YOUR GOAL: Each line below that contains "Formatter" should be counted; give the total alone.

Extracted data entries
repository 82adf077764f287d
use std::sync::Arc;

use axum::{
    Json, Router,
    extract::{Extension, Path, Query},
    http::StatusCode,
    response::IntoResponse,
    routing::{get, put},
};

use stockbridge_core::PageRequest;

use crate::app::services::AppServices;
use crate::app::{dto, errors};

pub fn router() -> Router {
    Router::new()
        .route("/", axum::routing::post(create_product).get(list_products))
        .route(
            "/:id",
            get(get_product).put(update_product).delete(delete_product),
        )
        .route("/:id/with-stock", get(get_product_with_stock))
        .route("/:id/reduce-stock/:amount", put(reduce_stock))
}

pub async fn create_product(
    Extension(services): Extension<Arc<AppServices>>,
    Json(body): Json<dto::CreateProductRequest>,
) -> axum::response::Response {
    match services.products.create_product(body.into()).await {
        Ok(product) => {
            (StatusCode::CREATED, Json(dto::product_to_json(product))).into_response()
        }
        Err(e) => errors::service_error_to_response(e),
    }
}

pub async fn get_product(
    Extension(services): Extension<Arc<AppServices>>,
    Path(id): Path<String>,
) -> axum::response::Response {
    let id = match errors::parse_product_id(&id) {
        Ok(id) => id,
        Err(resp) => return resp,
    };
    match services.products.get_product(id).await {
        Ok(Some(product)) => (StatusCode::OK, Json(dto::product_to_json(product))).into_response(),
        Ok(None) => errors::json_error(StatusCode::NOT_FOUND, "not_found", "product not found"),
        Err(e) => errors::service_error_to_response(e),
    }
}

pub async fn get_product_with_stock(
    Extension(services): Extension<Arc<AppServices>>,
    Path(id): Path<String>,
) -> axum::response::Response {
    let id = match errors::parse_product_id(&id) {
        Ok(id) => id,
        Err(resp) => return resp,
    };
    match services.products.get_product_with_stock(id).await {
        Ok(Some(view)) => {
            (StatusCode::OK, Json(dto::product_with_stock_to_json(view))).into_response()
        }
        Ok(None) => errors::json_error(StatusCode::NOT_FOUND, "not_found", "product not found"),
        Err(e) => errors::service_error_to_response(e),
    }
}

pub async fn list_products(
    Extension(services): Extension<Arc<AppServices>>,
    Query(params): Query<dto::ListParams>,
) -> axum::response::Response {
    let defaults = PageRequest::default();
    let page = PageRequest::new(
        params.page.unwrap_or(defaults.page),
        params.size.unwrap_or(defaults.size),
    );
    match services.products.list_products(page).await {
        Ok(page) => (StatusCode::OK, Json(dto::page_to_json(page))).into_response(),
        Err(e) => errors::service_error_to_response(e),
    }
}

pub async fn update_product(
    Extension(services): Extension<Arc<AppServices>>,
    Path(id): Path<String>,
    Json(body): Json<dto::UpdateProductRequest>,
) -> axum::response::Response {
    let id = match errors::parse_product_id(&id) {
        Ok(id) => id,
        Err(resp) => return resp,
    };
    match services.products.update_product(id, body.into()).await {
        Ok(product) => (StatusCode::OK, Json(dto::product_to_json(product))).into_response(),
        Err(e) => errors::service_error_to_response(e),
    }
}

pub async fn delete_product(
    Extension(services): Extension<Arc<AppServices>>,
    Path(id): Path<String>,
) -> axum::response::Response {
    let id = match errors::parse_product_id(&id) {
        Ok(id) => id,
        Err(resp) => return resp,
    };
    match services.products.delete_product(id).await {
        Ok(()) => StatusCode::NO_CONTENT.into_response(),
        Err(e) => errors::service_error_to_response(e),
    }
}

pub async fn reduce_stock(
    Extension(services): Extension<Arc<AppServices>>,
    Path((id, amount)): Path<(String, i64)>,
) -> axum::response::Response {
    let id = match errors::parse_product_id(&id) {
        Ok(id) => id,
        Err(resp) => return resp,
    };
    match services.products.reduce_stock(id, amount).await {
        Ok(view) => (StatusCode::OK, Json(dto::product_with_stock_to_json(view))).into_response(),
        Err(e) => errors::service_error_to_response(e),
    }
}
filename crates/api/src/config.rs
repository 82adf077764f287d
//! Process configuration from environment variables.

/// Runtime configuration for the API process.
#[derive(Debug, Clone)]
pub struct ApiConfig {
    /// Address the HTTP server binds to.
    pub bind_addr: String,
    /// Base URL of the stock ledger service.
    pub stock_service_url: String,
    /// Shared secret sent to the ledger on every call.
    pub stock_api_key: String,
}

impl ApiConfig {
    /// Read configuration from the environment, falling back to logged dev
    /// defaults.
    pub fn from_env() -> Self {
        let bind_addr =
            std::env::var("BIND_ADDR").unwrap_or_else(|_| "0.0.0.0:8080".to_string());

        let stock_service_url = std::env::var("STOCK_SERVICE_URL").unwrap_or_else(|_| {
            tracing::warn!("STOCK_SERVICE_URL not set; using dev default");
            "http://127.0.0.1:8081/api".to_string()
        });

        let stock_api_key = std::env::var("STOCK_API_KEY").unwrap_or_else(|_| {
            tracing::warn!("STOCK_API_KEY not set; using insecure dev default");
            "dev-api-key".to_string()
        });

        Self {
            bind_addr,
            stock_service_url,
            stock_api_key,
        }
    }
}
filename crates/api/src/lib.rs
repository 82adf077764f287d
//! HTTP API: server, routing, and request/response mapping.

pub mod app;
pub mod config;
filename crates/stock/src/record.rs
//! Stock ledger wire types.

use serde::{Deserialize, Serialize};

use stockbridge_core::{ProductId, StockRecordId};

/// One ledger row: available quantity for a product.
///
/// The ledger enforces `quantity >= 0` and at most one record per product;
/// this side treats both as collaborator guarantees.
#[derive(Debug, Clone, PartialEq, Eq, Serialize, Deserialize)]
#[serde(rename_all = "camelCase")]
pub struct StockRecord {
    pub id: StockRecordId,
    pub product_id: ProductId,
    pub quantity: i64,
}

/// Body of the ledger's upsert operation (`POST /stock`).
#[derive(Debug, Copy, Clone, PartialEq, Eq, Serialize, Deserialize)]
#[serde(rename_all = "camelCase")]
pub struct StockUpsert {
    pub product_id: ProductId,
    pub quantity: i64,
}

* * *

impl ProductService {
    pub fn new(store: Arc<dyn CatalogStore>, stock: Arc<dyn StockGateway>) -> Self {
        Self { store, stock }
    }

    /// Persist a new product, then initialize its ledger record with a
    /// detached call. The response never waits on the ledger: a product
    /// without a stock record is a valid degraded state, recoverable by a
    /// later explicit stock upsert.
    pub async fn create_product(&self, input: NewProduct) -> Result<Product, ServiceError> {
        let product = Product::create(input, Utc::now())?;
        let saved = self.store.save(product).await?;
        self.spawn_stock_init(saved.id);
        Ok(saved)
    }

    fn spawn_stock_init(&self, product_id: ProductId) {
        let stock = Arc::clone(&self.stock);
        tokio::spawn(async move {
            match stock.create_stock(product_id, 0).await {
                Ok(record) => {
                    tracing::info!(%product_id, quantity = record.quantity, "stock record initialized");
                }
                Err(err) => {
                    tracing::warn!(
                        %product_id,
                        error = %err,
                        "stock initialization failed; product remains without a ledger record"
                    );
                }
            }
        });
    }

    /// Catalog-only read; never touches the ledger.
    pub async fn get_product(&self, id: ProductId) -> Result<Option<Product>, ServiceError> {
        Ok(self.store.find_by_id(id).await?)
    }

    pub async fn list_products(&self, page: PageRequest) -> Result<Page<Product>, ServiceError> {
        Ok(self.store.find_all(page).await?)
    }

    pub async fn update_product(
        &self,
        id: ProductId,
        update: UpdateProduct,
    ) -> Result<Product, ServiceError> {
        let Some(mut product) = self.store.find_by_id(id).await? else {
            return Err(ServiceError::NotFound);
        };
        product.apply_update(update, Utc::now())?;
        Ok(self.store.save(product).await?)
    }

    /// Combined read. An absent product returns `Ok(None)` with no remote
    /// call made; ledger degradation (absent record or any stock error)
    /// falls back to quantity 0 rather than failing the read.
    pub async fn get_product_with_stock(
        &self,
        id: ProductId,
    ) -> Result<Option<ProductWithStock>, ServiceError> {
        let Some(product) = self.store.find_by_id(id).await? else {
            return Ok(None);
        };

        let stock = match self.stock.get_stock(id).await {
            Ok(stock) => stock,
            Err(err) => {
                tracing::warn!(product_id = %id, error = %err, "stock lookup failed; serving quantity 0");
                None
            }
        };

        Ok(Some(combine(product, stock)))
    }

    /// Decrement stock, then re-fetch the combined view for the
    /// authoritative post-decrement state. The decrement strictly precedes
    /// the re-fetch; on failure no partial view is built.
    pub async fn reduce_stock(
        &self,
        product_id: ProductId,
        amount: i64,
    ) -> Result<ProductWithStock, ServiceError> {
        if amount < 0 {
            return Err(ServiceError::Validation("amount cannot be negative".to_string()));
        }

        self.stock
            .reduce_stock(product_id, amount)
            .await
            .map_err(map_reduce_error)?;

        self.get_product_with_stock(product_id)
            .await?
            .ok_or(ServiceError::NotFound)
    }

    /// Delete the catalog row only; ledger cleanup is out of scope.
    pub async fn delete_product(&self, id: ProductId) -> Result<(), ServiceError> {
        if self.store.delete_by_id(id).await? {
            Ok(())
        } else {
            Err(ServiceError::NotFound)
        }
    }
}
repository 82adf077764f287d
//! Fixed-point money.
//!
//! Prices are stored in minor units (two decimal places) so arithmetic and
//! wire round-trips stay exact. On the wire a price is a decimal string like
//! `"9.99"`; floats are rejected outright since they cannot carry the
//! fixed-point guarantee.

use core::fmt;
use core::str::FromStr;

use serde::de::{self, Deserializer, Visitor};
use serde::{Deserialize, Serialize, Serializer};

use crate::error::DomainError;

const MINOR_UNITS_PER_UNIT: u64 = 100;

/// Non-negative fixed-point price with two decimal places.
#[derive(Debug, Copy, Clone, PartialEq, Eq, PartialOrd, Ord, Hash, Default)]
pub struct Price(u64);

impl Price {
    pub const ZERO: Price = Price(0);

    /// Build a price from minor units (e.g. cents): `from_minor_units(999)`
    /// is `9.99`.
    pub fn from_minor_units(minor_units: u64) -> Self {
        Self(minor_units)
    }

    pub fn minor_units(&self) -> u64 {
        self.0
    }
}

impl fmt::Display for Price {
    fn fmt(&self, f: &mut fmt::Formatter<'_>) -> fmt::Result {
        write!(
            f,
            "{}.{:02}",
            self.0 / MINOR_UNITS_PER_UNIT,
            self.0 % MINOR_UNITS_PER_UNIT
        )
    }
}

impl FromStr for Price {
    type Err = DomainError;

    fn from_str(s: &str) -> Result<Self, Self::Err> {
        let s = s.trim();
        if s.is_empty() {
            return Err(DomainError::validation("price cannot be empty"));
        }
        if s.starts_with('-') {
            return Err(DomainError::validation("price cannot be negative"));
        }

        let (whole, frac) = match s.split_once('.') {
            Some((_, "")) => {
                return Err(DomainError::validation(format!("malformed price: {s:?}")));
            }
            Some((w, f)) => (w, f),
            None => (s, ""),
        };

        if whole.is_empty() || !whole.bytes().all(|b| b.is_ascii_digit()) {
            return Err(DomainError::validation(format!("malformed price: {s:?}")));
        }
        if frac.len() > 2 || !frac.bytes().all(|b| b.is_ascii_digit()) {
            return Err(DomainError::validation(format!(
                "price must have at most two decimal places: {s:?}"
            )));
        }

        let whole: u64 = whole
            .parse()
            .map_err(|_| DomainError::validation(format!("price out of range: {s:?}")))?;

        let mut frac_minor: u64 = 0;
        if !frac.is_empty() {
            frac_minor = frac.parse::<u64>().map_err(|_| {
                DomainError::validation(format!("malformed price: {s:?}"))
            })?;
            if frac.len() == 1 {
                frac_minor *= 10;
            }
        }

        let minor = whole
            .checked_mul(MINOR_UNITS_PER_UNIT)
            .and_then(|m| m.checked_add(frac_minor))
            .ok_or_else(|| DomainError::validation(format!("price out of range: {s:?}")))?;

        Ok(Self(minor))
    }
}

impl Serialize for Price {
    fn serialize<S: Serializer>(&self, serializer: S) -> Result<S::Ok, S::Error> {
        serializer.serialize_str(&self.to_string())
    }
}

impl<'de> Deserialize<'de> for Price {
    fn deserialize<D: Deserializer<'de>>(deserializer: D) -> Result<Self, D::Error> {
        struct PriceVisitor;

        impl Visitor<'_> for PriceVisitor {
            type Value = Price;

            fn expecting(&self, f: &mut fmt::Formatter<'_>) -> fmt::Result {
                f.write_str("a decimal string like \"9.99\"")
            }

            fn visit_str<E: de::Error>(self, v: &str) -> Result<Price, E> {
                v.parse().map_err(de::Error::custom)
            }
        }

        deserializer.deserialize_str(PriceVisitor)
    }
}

THE COMPLETED TASK: 2